The recall, too, caught the eye of a new investor, Sara Adler at Wave Capital. Adler knew Modi from Airbnb but decided not to invest in her company's original $2.4 million seed round—questioning the feasibility of bringing a new formula to market and the demand for such a product. But the company's handling of the recall won her over. "The level of maturity they brought to their approach to the FDA made it a no-brainer," Adler says of her eventual decision to invest.

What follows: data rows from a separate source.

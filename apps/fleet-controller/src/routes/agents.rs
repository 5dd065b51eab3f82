//! Websocket carrier for remote agents.
//!
//! Each connection attaches its node to the controller's [`LocalBus`]:
//! command envelopes queued for the node go out as text frames and every
//! frame the agent sends back is published as a reply. A reconnecting agent
//! replaces its previous link, which closes the older socket.

use axum::{
    extract::{
        ws::{Message, WebSocket},
        Path, State, WebSocketUpgrade,
    },
    response::Response,
    Json,
};
use bytes::Bytes;
use fleet_proto::NodeId;
use futures_util::{SinkExt, StreamExt};
use node_bus::NodeLink;
use serde::Serialize;
use tracing::{debug, info, warn};

use super::{parse_node, ApiError, ApiResult};
use crate::metrics;
use crate::state::AppState;

#[derive(Debug, Serialize)]
pub struct AgentsResponse {
    pub nodes: Vec<u32>,
}

pub async fn list_agents(State(state): State<AppState>) -> Json<AgentsResponse> {
    Json(AgentsResponse {
        nodes: state.bus().connected_nodes(),
    })
}

pub async fn agent_socket(
    State(state): State<AppState>,
    Path(node_id): Path<String>,
    ws: WebSocketUpgrade,
) -> ApiResult<Response> {
    let node = parse_node(&node_id)?;
    if node.is_controller() {
        return Err(ApiError::invalid(
            "node 1 is the controller and cannot attach as an agent",
        ));
    }
    let bus = state.bus().clone();
    Ok(ws.on_upgrade(move |socket| async move {
        let link = bus.attach(node.get());
        handle_socket(socket, node, link).await;
    }))
}

async fn handle_socket(socket: WebSocket, node: NodeId, mut link: NodeLink) {
    metrics::AGENT_CONNECTIONS.inc();
    info!(%node, "agent connected");
    let (mut sender, mut receiver) = socket.split();

    loop {
        tokio::select! {
            outbound = link.recv() => match outbound {
                Some(frame) => {
                    let text = String::from_utf8_lossy(&frame).into_owned();
                    if let Err(err) = sender.send(Message::Text(text)).await {
                        warn!(%node, error = %err, "failed to forward command to agent");
                        break;
                    }
                }
                None => {
                    info!(%node, "agent link replaced by a newer connection");
                    let _ = sender.send(Message::Close(None)).await;
                    break;
                }
            },
            inbound = receiver.next() => match inbound {
                Some(Ok(Message::Text(text))) => publish(&link, node, Bytes::from(text)),
                Some(Ok(Message::Binary(data))) => publish(&link, node, Bytes::from(data)),
                Some(Ok(Message::Close(_))) | None => break,
                Some(Ok(_)) => {}
                Some(Err(err)) => {
                    warn!(%node, error = %err, "agent socket error");
                    break;
                }
            },
        }
    }

    drop(link);
    metrics::AGENT_CONNECTIONS.dec();
    info!(%node, "agent disconnected");
}

fn publish(link: &NodeLink, node: NodeId, frame: Bytes) {
    if let Err(err) = link.reply(frame) {
        debug!(%node, error = %err, "no reply subscribers; frame dropped");
    }
}
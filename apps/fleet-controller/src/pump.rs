use std::sync::Arc;

use fleet_proto::{NodeId, ReplyEnvelope};
use node_bus::{BusMessage, ReplyStream};
use tokio::task::JoinHandle;
use tracing::{debug, warn};

use crate::metrics;
use crate::registry::PendingCalls;

/// Decode one reply frame and hand it to the registry. Returns whether a
/// pending call was completed.
pub fn ingest_reply(msg: &BusMessage, calls: &PendingCalls) -> bool {
    let envelope = match serde_json::from_slice::<ReplyEnvelope>(&msg.payload) {
        Ok(envelope) => envelope,
        Err(err) => {
            warn!(node = msg.node_id, error = %err, "failed to parse reply envelope");
            metrics::REPLY_FRAMES_DROPPED
                .with_label_values(&["malformed"])
                .inc();
            return false;
        }
    };
    let Some(origin) = NodeId::new(msg.node_id) else {
        warn!(node = msg.node_id, "reply from invalid node id");
        metrics::REPLY_FRAMES_DROPPED
            .with_label_values(&["malformed"])
            .inc();
        return false;
    };
    let call_id = envelope.call_id;
    if calls.complete_from(origin, call_id, envelope.outcome) {
        true
    } else {
        debug!(node = %origin, %call_id, "reply for a call that is no longer pending");
        metrics::LATE_REPLIES.inc();
        false
    }
}

/// Drain reply frames from the bus into the pending-call table until the bus
/// closes.
pub fn start_reply_pump(mut replies: ReplyStream, calls: Arc<PendingCalls>) -> JoinHandle<()> {
    tokio::spawn(async move {
        while let Some(msg) = replies.recv().await {
            ingest_reply(&msg, &calls);
        }
        debug!("reply bus closed; pump exiting");
    })
}
use std::collections::BTreeMap;

use serde::{Deserialize, Serialize};

#[derive(Debug, Clone, Default, PartialEq, Eq, Serialize, Deserialize)]
pub struct VolumeCreate {
    /// Empty asks the engine for an anonymous volume.
    #[serde(default)]
    pub name: String,
    #[serde(default, skip_serializing_if = "Option::is_none")]
    pub driver: Option<String>,
    #[serde(default, skip_serializing_if = "BTreeMap::is_empty")]
    pub labels: BTreeMap<String, String>,
}

#[derive(Debug, Clone, PartialEq, Eq, Serialize, Deserialize)]
pub struct VolumeCreateResponse {
    pub name: String,
    pub driver: String,
    pub mountpoint: String,
}

#[derive(Debug, Clone, Default, PartialEq, Eq, Serialize, Deserialize)]
pub struct VolumeList {}

#[derive(Debug, Clone, PartialEq, Eq, Serialize, Deserialize)]
pub struct VolumeSummary {
    pub name: String,
    pub driver: String,
    #[serde(default)]
    pub mountpoint: String,
}

#[derive(Debug, Clone, Default, PartialEq, Eq, Serialize, Deserialize)]
pub struct VolumeListResponse {
    pub items: Vec<VolumeSummary>,
}

#[derive(Debug, Clone, Default, PartialEq, Eq, Serialize, Deserialize)]
pub struct VolumeRemove {
    pub name: String,
    #[serde(default)]
    pub force: bool,
}

/// `all: false` prunes anonymous volumes only, matching the engine default.
#[derive(Debug, Clone, Default, PartialEq, Eq, Serialize, Deserialize)]
pub struct VolumesPrune {
    #[serde(default)]
    pub all: bool,
}

#[derive(Debug, Clone, Default, PartialEq, Eq, Serialize, Deserialize)]
pub struct VolumesPruneResponse {
    pub volumes_deleted: Vec<String>,
    pub space_reclaimed: String,
}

With the confidence of a new manufacturer and a new investor, Bobbie put its resources behind creating a product that wouldn't draw the ire of the FDA and building goodwill with the agency. Under the guidance of a new head of regulatory, Christina Berberich—who previously handled infant formula regulatory findings at Abbott—the company visited the FDA's offices in Silver Spring, Md., in November 2019 and spoke to officials about the company's revamped U.S. supply chain.
Now Bobbie is set to ship its $24 "European-style recipe" infant formula nationwide starting Jan. 5. This iteration of its formula is considered a different product than the one that led to a consumer warning; that formula "did not return to market," confirms an FDA spokesperson.
The regulatory challenges are unusual for such a young consumer goods startup. Adler, Bobbie's new investor, compares the company's approach to regulators to the model Modi saw at Airbnb, which, while still sometimes working around government restrictions, was more likely in its growth stage to cooperate with regulators than was its frequent point of comparison, Uber. "They could have tried to fight it and continued to sell the product they'd worked to bring to market," Adler says. "Instead they said, from a business perspective, what's our long-term goal?"
The 12 employees at Bobbie, who altogether have 19 kids, including six infants, are excited to once again be able to use their own product. Modi and her team believe they're in a stronger position now than they would have been if they had moved forward with their "companion formula." "Had they not had the FDA coming to them because of press," Adler says, "they wouldn't be where they are now."